Count how many lines hold "other" in the records, and respond with that number by itself.

SUPPLIED RECORDS
┄┄┄┄┄┄┄┄┄┄┄┄┄┄┄┄┄┄┄┄

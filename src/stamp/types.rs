//! Minimal class model used by object stamps.

use std::fmt;
use std::sync::Arc;

#[derive(Debug, PartialEq, Eq, Hash)]
struct TypeInfo {
    name: String,
    superclass: Option<TypeRef>,
}

/// Shared handle to a resolved class.
///
/// Equality is structural on name and superclass chain, so two handles
/// created for the same class compare equal.
#[derive(Debug, Clone, PartialEq, Eq, Hash)]
pub struct TypeRef(Arc<TypeInfo>);

impl TypeRef {
    /// A root class with no superclass.
    pub fn root(name: &str) -> Self {
        Self(Arc::new(TypeInfo {
            name: name.to_string(),
            superclass: None,
        }))
    }

    /// A class extending `superclass`.
    pub fn subclass(name: &str, superclass: &TypeRef) -> Self {
        Self(Arc::new(TypeInfo {
            name: name.to_string(),
            superclass: Some(superclass.clone()),
        }))
    }

    pub fn name(&self) -> &str {
        &self.0.name
    }

    pub fn superclass(&self) -> Option<&TypeRef> {
        self.0.superclass.as_ref()
    }

    /// Whether `self` is `other` or one of its superclasses.
    pub fn is_assignable_from(&self, other: &TypeRef) -> bool {
        let mut current = Some(other);
        while let Some(ty) = current {
            if ty == self {
                return true;
            }
            current = ty.superclass();
        }
        false
    }

    /// Most specific class both types extend, if they share a root.
    pub fn least_common_ancestor(&self, other: &TypeRef) -> Option<TypeRef> {
        let mut current = Some(self);
        while let Some(ty) = current {
            if ty.is_assignable_from(other) {
                return Some(ty.clone());
            }
            current = ty.superclass();
        }
        None
    }
}

impl fmt::Display for TypeRef {
    fn fmt(&self, f: &mut fmt::Formatter<'_>) -> fmt::Result {
        f.write_str(self.name())
    }
}
//! Requests to abandon optimized execution.
//!
//! Lowered code that detects a condition it cannot handle (a zero divisor)
//! embeds a fallback request. What the request does at run time, such as
//! reconstructing interpreter frames or invalidating the compiled code, belongs
//! to the runtime; the compiler only decides where the request goes and why.

use std::fmt;

/// Why compiled code gives up.
#[derive(Debug, Clone, Copy, PartialEq, Eq, Hash)]
#[non_exhaustive]
pub enum FallbackReason {
    /// The divisor of an integer division or remainder was zero.
    DivisionByZero,
}

/// What the runtime should do with the compiled code after falling back.
#[derive(Debug, Clone, Copy, PartialEq, Eq, Hash)]
pub enum FallbackAction {
    /// Keep the code; the condition is rare and expected.
    None,
    /// Throw the code away and recompile with fresh profiling.
    InvalidateRecompile,
}

/// Opaque fallback request embedded in the graph.
#[derive(Debug, Clone, Copy, PartialEq, Eq, Hash)]
pub struct FallbackRequest {
    pub reason: FallbackReason,
    pub action: FallbackAction,
}

impl fmt::Display for FallbackRequest {
    fn fmt(&self, f: &mut fmt::Formatter<'_>) -> fmt::Result {
        write!(f, "{:?}, {:?}", self.reason, self.action)
    }
}

/// Runtime-specific factory for fallback requests.
pub trait FallbackRequester: Send + Sync {
    fn request_fallback(&self, reason: FallbackReason) -> FallbackRequest;
}

/// Deoptimizes without invalidating the compiled code.
///
/// Division by zero throws in the interpreter and is not a sign that the
/// compiled code made a bad assumption, so recompiling would not help.
#[derive(Debug, Clone, Copy, Default)]
pub struct DeoptimizingFallback;

impl FallbackRequester for DeoptimizingFallback {
    fn request_fallback(&self, reason: FallbackReason) -> FallbackRequest {
        FallbackRequest {
            reason,
            action: FallbackAction::None,
        }
    }
}

#[cfg(test)]
mod tests {
    use super::*;

    #[test]
    fn test_default_requester_keeps_code() {
        let request = DeoptimizingFallback.request_fallback(FallbackReason::DivisionByZero);
        assert_eq!(request.action, FallbackAction::None);
        assert_eq!(request.to_string(), "DivisionByZero, None");
    }
}
//! Compile-time constant values.

use std::fmt;

/// Reference to a heap object known at compile time.
#[derive(Debug, Clone, Copy, PartialEq, Eq, Hash)]
pub struct ObjectConstant {
    /// Uncompressed address of the object; identifies it.
    pub address: u64,
    /// Whether the constant is in narrow representation.
    pub compressed: bool,
}

/// A constant value flowing on a graph edge.
#[derive(Debug, Clone, Copy, PartialEq, Eq, Hash)]
pub enum Constant {
    /// Integer, sign-extended from `bits` to 64 bits.
    Int { bits: u32, value: i64 },
    /// The null reference in full-width representation.
    Null,
    /// The null reference in narrow representation.
    CompressedNull,
    Object(ObjectConstant),
}

impl Constant {
    /// Integer constant, normalised to `bits`.
    pub fn int(bits: u32, value: i64) -> Self {
        Constant::Int {
            bits,
            value: sign_extend(value, bits),
        }
    }

    pub fn object(address: u64) -> Self {
        if address == 0 {
            return Constant::Null;
        }
        Constant::Object(ObjectConstant {
            address,
            compressed: false,
        })
    }

    pub fn as_int(&self) -> Option<i64> {
        match self {
            Constant::Int { value, .. } => Some(*value),
            _ => None,
        }
    }

    pub fn is_null(&self) -> bool {
        matches!(self, Constant::Null | Constant::CompressedNull)
    }

    /// Whether this is a reference (object or null) constant.
    pub fn is_reference(&self) -> bool {
        !matches!(self, Constant::Int { .. })
    }

    pub fn is_compressed(&self) -> bool {
        match self {
            Constant::CompressedNull => true,
            Constant::Object(obj) => obj.compressed,
            _ => false,
        }
    }

    /// Same reference in narrow representation. Integers are returned unchanged.
    pub fn compress(self) -> Self {
        match self {
            Constant::Null => Constant::CompressedNull,
            Constant::Object(obj) => Constant::Object(ObjectConstant {
                compressed: true,
                ..obj
            }),
            other => other,
        }
    }

    /// Same reference in full-width representation. Integers are returned unchanged.
    pub fn uncompress(self) -> Self {
        match self {
            Constant::CompressedNull => Constant::Null,
            Constant::Object(obj) => Constant::Object(ObjectConstant {
                compressed: false,
                ..obj
            }),
            other => other,
        }
    }
}

impl fmt::Display for Constant {
    fn fmt(&self, f: &mut fmt::Formatter<'_>) -> fmt::Result {
        match self {
            Constant::Int { bits, value } => write!(f, "i{} {}", bits, value),
            Constant::Null => write!(f, "null"),
            Constant::CompressedNull => write!(f, "narrow null"),
            Constant::Object(obj) if obj.compressed => write!(f, "narrow object@{:#x}", obj.address),
            Constant::Object(obj) => write!(f, "object@{:#x}", obj.address),
        }
    }
}

/// Sign-extend the low `bits` of `value` to 64 bits.
pub fn sign_extend(value: i64, bits: u32) -> i64 {
    if bits == 0 {
        return 0;
    }
    if bits >= 64 {
        return value;
    }
    let shift = 64 - bits;
    (value << shift) >> shift
}

/// Zero-extend the low `bits` of `value` to 64 bits.
pub fn zero_extend(value: i64, bits: u32) -> u64 {
    if bits >= 64 {
        return value as u64;
    }
    (value as u64) & ((1u64 << bits).wrapping_sub(1))
}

┄┄┄┄┄┄┄┄┄┄┄┄┄┄┄┄┄┄┄┄

SOLVED PROBLEM
7